Havens, Walters - Hypnotherapy Scripts

When you interview a client, you interact primarily with that person's conscious mind.

This dominant minimind in such interactions usually is the verbal analytic mind. It has the specialized function of providing linguistic labels, verbal differentiations, and categorizations. The conscious mind uses these various labels and categories to derive rules, values, beliefs, and desires about the way things should be or ought not be. From these concepts about how things should be, the conscious mind then constructs a frame of reference, schema, or model of the world. This schema or model of the world, in turn, guides or directs awareness, understanding, and behavior in ways that “should be” useful, correct, and personally productive. Anything that does not fit this schema is ignored or denied. Thus, people are able to perceive, comprehend, discuss, and respond to the world only in ways that are consistent with their conscious frames of reference or schema.

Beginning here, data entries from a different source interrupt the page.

use serde::Deserialize;

/// A reading as reported by the `Value` property. The variant records which
/// wire type the backend used.
#[derive(Debug, Clone, Copy, PartialEq)]
pub enum SensorValue {
    Double(f64),
    Int64(i64),
}

/// The four threshold alarm flags, in canonical order.
#[derive(Debug, Clone, Copy, PartialEq, Eq, Hash)]
pub enum Threshold {
    LowerCritical,
    UpperCritical,
    LowerWarning,
    UpperWarning,
}

impl Threshold {
    pub const ALL: [Threshold; 4] = [
        Threshold::LowerCritical,
        Threshold::UpperCritical,
        Threshold::LowerWarning,
        Threshold::UpperWarning,
    ];

    /// Property name carrying this alarm on the bus.
    pub fn property(self) -> &'static str {
        match self {
            Threshold::LowerCritical => "CriticalAlarmLow",
            Threshold::UpperCritical => "CriticalAlarmHigh",
            Threshold::LowerWarning => "WarningAlarmLow",
            Threshold::UpperWarning => "WarningAlarmHigh",
        }
    }

    /// Two-letter label used in the summary output.
    pub fn label(self) -> &'static str {
        match self {
            Threshold::LowerCritical => "lc",
            Threshold::UpperCritical => "uc",
            Threshold::LowerWarning => "lw",
            Threshold::UpperWarning => "uw",
        }
    }
}

#[derive(Debug, Clone, Copy, Default, PartialEq, Eq)]
pub struct Thresholds {
    pub lower_critical: bool,
    pub upper_critical: bool,
    pub lower_warning: bool,
    pub upper_warning: bool,
}

impl Thresholds {
    pub fn get(&self, threshold: Threshold) -> bool {
        match threshold {
            Threshold::LowerCritical => self.lower_critical,
            Threshold::UpperCritical => self.upper_critical,
            Threshold::LowerWarning => self.lower_warning,
            Threshold::UpperWarning => self.upper_warning,
        }
    }

    pub fn set(&mut self, threshold: Threshold, state: bool) {
        let slot = match threshold {
            Threshold::LowerCritical => &mut self.lower_critical,
            Threshold::UpperCritical => &mut self.upper_critical,
            Threshold::LowerWarning => &mut self.lower_warning,
            Threshold::UpperWarning => &mut self.upper_warning,
        };
        *slot = state;
    }

    /// Alarms currently raised, in canonical order.
    pub fn active(&self) -> impl Iterator<Item = Threshold> + '_ {
        Threshold::ALL.into_iter().filter(|t| self.get(*t))
    }
}

/// Decode target for one sensor object. `value` stays `None` until the
/// `Value` property has been read.
#[derive(Debug, Clone, Default, PartialEq)]
pub struct SensorRecord {
    pub value: Option<SensorValue>,
    pub thresholds: Thresholds,
}

/// Service name and object path identifying one sensor on the bus.
#[derive(Debug, Clone, PartialEq, Eq, Deserialize)]
pub struct SensorDescriptor {
    pub service: String,
    pub object: String,
}

impl SensorDescriptor {
    pub fn new(service: impl Into<String>, object: impl Into<String>) -> Self {
        Self {
            service: service.into(),
            object: object.into(),
        }
    }
}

One of the typical components of the conscious mind's fictionalized view of reality is the mistaken belief that it is responsible for all thoughts and behaviors of the individual. In fact, the primary role of the conscious mind is to invent a story that places itself in the role of the person in charge of everything that the mind/body does. Oddly enough, however, the conscious mind possesses very few skills and is responsible for relatively few actions or creative insights. Its primary activity is creating rationalizations to explain why it did what the unconscious minds actually did. The unconscious aspects of the mind play the major role in the events of everyday life. As Erickson told one of his students, “What you don't realize, Sid, is that most of your life is unconsciously determined” (Rosen, 1982, p. 25). The conscious mind may be able to force attention toward or away from a particular path or stimulus at times, but most decisions and actions appear to be carried out by the unconscious. Nonetheless, the verbal conscious mind usually believes that it is the only source of the decisions, emotional reactions, and responses of that person. A wise therapist recognizes that this conscious sense of being in charge is a delusion and that the explanations of patients for their behavior are myths. The unconscious systems, not the verbal conscious mind, are in charge of most things.

Recent research has supported this observation that a majority of our behavior is carried out by involuntary, nonconscious systems within the brain. After summarizing years of research on subliminal cues, unconscious priming effects, and intentions, Bargh and Chartrand (1999) concluded that “. . . the ability to exercise such conscious, intentional control is actually quite limited.” They also concluded that unconsciously activated goals and expectations are often more potent than conscious ones and that most activities of everyday life are determined by unconscious mental processes. Similarly, Wegner and Wheatley (1999) indicated that “the real causes of human action are unconscious” and suggested that conscious “will” is a fiction. Finally, Kirsch and Lynn (1997, 1999) reviewed the research on placebo effects, response expectancies, hypnotic suggestions, and response sets, and concluded that most of what we do is automatic, without any conscious thought or intention. They even proposed that there is some degree of automaticity to all human behavior.

Unconscious automaticity is quite apparent whenever we drive a car or engage in any routine activity. Such behaviors can become so automatic that we go on “autopilot” and end up somewhere other than where we intended, such as when we end up in our driveway instead of at the grocery store where we meant to stop on the way home. But even many of our supposedly conscious or intentional decisions appear to be made for us by the “unconscious” parts of our minds. Libet (1985), for example, determined that supposedly voluntary acts are initiated 350 to 400 milliseconds before we are aware of our “intention” to perform those acts. In other words, there is now a considerable body of evidence leading to the conclusion that the sense we have that we are in charge and making decisions that lead to particular actions appears to be an after-the-fact invention, an illusion. In order to maintain its delusion of self-importance the conscious mind must account for all internal events and behaviors in ways that make them seem to be coherent or logical results of its activity. Thus, the conscious mind constantly takes credit for and finds explanations for the activities of the various miniminds over which it actually has no control at all and of which it is largely unaware. After years of practice, it becomes very good at this. In fact, the conscious mind is able to offer such impressive rationalizations and explanations that even the most skilled therapist may be “taken in” by them.